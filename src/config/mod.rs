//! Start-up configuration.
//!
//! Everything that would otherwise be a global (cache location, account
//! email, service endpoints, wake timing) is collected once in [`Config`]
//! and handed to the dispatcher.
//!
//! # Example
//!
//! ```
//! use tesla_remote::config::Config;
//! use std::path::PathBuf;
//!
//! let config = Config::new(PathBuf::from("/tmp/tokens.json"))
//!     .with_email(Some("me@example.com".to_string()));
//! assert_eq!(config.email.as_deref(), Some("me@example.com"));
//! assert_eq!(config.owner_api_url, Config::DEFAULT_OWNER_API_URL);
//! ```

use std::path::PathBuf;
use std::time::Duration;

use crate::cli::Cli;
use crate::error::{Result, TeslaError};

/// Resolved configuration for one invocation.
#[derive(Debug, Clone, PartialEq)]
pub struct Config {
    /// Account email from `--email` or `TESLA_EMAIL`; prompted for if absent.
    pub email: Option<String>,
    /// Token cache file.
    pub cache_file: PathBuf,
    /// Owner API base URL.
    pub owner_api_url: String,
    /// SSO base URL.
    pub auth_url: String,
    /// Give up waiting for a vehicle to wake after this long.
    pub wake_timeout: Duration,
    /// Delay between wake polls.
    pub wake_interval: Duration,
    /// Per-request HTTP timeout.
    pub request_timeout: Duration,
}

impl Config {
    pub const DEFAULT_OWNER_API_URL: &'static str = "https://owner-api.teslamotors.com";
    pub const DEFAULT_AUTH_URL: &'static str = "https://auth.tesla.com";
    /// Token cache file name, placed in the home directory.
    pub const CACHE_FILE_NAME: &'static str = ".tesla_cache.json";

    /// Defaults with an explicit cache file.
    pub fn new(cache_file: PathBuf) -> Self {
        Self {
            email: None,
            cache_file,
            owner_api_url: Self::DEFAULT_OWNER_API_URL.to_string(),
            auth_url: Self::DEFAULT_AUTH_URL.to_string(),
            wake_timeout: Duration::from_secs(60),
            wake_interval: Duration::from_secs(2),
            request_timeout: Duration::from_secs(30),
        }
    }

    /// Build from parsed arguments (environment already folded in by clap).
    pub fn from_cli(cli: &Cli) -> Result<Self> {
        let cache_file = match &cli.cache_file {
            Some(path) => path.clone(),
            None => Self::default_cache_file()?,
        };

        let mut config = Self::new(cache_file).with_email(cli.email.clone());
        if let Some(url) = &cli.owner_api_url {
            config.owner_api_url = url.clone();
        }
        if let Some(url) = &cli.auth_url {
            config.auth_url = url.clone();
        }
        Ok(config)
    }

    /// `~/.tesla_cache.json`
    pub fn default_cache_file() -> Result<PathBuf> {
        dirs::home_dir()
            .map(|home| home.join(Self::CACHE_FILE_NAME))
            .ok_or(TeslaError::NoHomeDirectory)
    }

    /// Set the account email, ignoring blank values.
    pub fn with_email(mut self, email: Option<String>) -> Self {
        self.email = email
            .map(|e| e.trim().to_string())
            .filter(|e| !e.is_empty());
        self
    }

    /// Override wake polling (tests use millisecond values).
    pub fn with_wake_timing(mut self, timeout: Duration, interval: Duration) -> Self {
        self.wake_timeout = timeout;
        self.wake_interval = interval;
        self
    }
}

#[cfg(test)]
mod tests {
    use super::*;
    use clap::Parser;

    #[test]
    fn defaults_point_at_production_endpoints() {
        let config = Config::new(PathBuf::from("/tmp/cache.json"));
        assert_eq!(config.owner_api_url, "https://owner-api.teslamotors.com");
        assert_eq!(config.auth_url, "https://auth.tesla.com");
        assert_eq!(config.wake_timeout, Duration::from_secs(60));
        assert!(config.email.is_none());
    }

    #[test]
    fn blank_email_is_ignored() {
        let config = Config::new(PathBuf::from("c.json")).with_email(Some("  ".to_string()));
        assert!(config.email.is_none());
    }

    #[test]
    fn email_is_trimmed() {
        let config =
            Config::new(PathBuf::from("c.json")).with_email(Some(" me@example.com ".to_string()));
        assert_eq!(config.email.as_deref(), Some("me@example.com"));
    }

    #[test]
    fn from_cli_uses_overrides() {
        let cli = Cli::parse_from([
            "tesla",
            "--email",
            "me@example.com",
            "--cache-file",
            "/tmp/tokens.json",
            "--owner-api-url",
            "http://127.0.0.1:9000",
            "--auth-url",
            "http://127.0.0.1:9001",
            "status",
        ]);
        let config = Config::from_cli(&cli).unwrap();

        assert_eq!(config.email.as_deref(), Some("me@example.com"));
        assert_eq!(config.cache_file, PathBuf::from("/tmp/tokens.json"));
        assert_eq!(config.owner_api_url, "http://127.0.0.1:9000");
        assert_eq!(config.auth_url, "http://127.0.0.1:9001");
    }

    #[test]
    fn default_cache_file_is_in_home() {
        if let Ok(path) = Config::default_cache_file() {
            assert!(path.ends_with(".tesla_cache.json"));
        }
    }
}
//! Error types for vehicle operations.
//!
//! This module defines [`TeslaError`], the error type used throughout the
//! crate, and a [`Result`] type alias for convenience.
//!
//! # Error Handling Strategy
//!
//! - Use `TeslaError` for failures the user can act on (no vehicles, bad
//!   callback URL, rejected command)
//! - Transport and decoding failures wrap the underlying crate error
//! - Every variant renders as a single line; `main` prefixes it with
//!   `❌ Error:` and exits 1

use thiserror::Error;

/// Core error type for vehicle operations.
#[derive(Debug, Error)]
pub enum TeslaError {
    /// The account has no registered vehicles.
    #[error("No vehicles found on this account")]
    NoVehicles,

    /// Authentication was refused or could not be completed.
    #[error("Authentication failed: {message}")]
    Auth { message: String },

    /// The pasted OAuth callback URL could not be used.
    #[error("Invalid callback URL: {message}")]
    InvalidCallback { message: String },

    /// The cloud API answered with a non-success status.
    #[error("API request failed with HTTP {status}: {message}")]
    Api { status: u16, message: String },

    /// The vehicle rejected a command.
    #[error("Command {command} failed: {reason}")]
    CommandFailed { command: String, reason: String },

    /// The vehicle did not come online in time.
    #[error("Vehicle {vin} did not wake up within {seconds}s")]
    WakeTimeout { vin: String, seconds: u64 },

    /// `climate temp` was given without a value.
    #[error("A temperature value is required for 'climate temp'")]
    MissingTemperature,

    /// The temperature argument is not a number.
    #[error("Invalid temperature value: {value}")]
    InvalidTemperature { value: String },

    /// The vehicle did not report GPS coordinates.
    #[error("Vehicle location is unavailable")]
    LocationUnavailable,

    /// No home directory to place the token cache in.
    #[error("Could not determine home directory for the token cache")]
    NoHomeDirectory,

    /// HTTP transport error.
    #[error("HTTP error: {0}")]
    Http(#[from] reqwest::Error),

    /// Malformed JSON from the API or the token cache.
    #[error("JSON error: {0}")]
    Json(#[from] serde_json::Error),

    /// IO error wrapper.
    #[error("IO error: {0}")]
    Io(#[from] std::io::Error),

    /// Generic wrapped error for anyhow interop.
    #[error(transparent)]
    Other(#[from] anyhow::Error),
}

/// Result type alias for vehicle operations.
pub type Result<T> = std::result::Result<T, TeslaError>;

┄┄┄┄┄┄┄┄┄┄

• **TASK BRIEF**
Going through the listing above, count every line in which the word "alias" occurs, and state only the count.

• **REPLY**
2